Friday, March 11, 2011

The Other Side of the NPR Story

Bill Schorr - Cagle Cartoons - Nightmare on Sesame Street - English - PBS, NPR, GOP, Freddy, horror, GOP cuts, Tea Party, Sesame Street, taxes, spending, government, economy

Two people who know the ins and outs of NPR are Bill Moyers and Michael Winship. They co-authored the article , In Defense of NPR. Here is an excerpt from the article.

Schiller is a fundraiser, not a news director. NPR keeps a high, thick firewall between its successful development office and its superb news division. The "separation of church and state" - the classic division of editorial and finance - has been one of the glories of public radio as it has won a large and respectful audience as the place on the radio spectrum that is free of commercials and commercial values.

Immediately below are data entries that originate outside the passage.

//! Run-keyed tracing setup
//!
//! One run writes one log file named by its start timestamp
//! (`logs/{YYYYmmdd_HHMMSS}.log`, DEBUG and above) alongside stdout output at
//! INFO unless overridden by `RUST_LOG`. Setting `LOG_FORMAT=json` switches
//! the stdout layer to JSON records.

use chrono::Local;
use std::fs::File;
use std::path::{Path, PathBuf};
use std::sync::Arc;
use tracing_subscriber::filter::LevelFilter;
use tracing_subscriber::layer::SubscriberExt;
use tracing_subscriber::util::SubscriberInitExt;
use tracing_subscriber::{EnvFilter, Layer};

/// Default stdout filter when `RUST_LOG` is unset.
const DEFAULT_FILTER: &str = "sgx_derivatives_downloader=info";

/// Initialize tracing with a per-run log file under `log_dir`.
///
/// Returns the path of the created log file, which doubles as the run's log
/// identity.
pub fn init(log_dir: impl AsRef<Path>) -> std::io::Result<PathBuf> {
    let log_dir = log_dir.as_ref();
    std::fs::create_dir_all(log_dir)?;

    let run_key = Local::now().format("%Y%m%d_%H%M%S");
    let log_path = log_dir.join(format!("{run_key}.log"));
    let log_file = Arc::new(File::create(&log_path)?);

    let stdout_filter =
        EnvFilter::try_from_default_env().unwrap_or_else(|_| EnvFilter::new(DEFAULT_FILTER));

    let json_format = std::env::var("LOG_FORMAT")
        .map(|v| v.to_lowercase() == "json")
        .unwrap_or(false);

    let file_layer = tracing_subscriber::fmt::layer()
        .with_ansi(false)
        .with_writer(log_file)
        .with_filter(LevelFilter::DEBUG);

    if json_format {
        tracing_subscriber::registry()
            .with(file_layer)
            .with(
                tracing_subscriber::fmt::layer()
                    .json()
                    .with_filter(stdout_filter),
            )
            .init();
    } else {
        tracing_subscriber::registry()
            .with(file_layer)
            .with(tracing_subscriber::fmt::layer().with_filter(stdout_filter))
            .init();
    }

    Ok(log_path)
}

If you would like to see how this integrity is upheld, go to the NPR web site and pull up any of its reporting since 2009 on the Tea Party movement. Read the transcripts or listen to its coverage - you will find it impartial and professional, a full representation of various points of view, pro and con. Further, examine how, over the past few days, NPR has covered the O'Keefe/Schiller contretemps and made no attempt to cover up or ignore its own failings and responsibilities.

Then reverse the situation and contemplate how, say, Fox News would handle a similar incident if it were the target of a sting. Would its coverage be as "fair and balanced" as NPR's? Would Fox apologize or punish an outspoken employee if he or she demeaned liberals? Don't kid yourself. A raise and promotion would be more likely. Think of the fortune Glenn Beck has made on Fox spewing bile and lies about progressives and their "conspiracies."

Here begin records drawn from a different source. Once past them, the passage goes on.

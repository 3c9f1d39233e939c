//! Presence record for one live connection.

use exhibit_common::{Color, ParticipantId};
use rand::Rng;
use serde::{Deserialize, Serialize};

/// Position in the shared space.
#[derive(Debug, Clone, Copy, Default, PartialEq, Serialize, Deserialize)]
pub struct Vec3 {
    pub x: f64,
    pub y: f64,
    pub z: f64,
}

impl Vec3 {
    pub const ZERO: Vec3 = Vec3 {
        x: 0.0,
        y: 0.0,
        z: 0.0,
    };
}

/// Orientation as sent by the producing client. Stored and forwarded in
/// object form; positional `[x, y, z, w]` / `[x, y, z]` input is accepted.
#[derive(Debug, Clone, Copy, PartialEq, Serialize)]
#[serde(untagged)]
pub enum Rotation {
    Quaternion { x: f64, y: f64, z: f64, w: f64 },
    Euler { x: f64, y: f64, z: f64 },
}

/// Every accepted input shape, tried in order.
#[derive(Deserialize)]
#[serde(untagged)]
enum RotationInput {
    Quaternion { x: f64, y: f64, z: f64, w: f64 },
    Euler { x: f64, y: f64, z: f64 },
    QuaternionArray([f64; 4]),
    EulerArray([f64; 3]),
}

impl From<RotationInput> for Rotation {
    fn from(input: RotationInput) -> Self {
        match input {
            RotationInput::Quaternion { x, y, z, w }
            | RotationInput::QuaternionArray([x, y, z, w]) => Rotation::Quaternion { x, y, z, w },
            RotationInput::Euler { x, y, z } | RotationInput::EulerArray([x, y, z]) => {
                Rotation::Euler { x, y, z }
            }
        }
    }
}

impl<'de> Deserialize<'de> for Rotation {
    fn deserialize<D: serde::Deserializer<'de>>(deserializer: D) -> Result<Self, D::Error> {
        RotationInput::deserialize(deserializer).map(Rotation::from)
    }
}

impl Rotation {
    pub const IDENTITY: Rotation = Rotation::Quaternion {
        x: 0.0,
        y: 0.0,
        z: 0.0,
        w: 1.0,
    };
}

impl Default for Rotation {
    fn default() -> Self {
        Self::IDENTITY
    }
}

#[derive(Debug, Clone, Copy, Default, PartialEq)]
pub struct Transform {
    pub position: Vec3,
    pub rotation: Rotation,
}

/// Avatar colors, fixed for the lifetime of the participant.
#[derive(Debug, Clone, Copy, PartialEq, Eq, Serialize, Deserialize)]
#[serde(rename_all = "camelCase")]
pub struct Appearance {
    pub hair_color: Color,
    pub skin_color: Color,
}

impl Appearance {
    /// Two independent uniform draws over the full RGB space.
    pub fn random<R: Rng>(rng: &mut R) -> Self {
        Self {
            hair_color: Color::from_u24(rng.gen_range(0..=Color::MAX_RGB)),
            skin_color: Color::from_u24(rng.gen_range(0..=Color::MAX_RGB)),
        }
    }
}

/// Snapshot shape used by `personUpdate` and `GET /api/persons`.
#[derive(Debug, Clone, PartialEq, Serialize, Deserialize)]
pub struct Participant {
    pub id: ParticipantId,
    pub name: String,
    pub colors: Appearance,
    pub position: Vec3,
    pub rotation: Rotation,
}

impl Participant {
    pub fn new(id: ParticipantId) -> Self {
        Self::with_rng(id, &mut rand::thread_rng())
    }

    pub fn with_rng<R: Rng>(id: ParticipantId, rng: &mut R) -> Self {
        let name = display_name(&id);
        Self {
            id,
            name,
            colors: Appearance::random(rng),
            position: Vec3::ZERO,
            rotation: Rotation::IDENTITY,
        }
    }

    pub fn transform(&self) -> Transform {
        Transform {
            position: self.position,
            rotation: self.rotation,
        }
    }

    pub fn set_transform(&mut self, transform: Transform) {
        self.position = transform.position;
        self.rotation = transform.rotation;
    }
}

pub fn display_name(id: &ParticipantId) -> String {
    format!("User{id}")
}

And oh yes, something else: remember what Fox News chief Roger Ailes said about NPR executives after they fired Fox contributor Juan Williams? "They are, of course, Nazis," Ailes told an interviewer. "They have a kind of Nazi attitude. They are the left wing of Nazism. These guys don't want any other point of view." When the Anti-Defamation League objected to the characterization, Ailes apologized but then described NPR as "nasty, inflexible" bigots.

Double standard? You bet. A fundraiser for NPR is axed for his own personal bias and unprofessionalism, but Ailes gets away scot-free, still running a news division that is constantly pumping arsenic into democracy's drinking water while he slanders public radio as equal to the monsters and murderers of the Third Reich.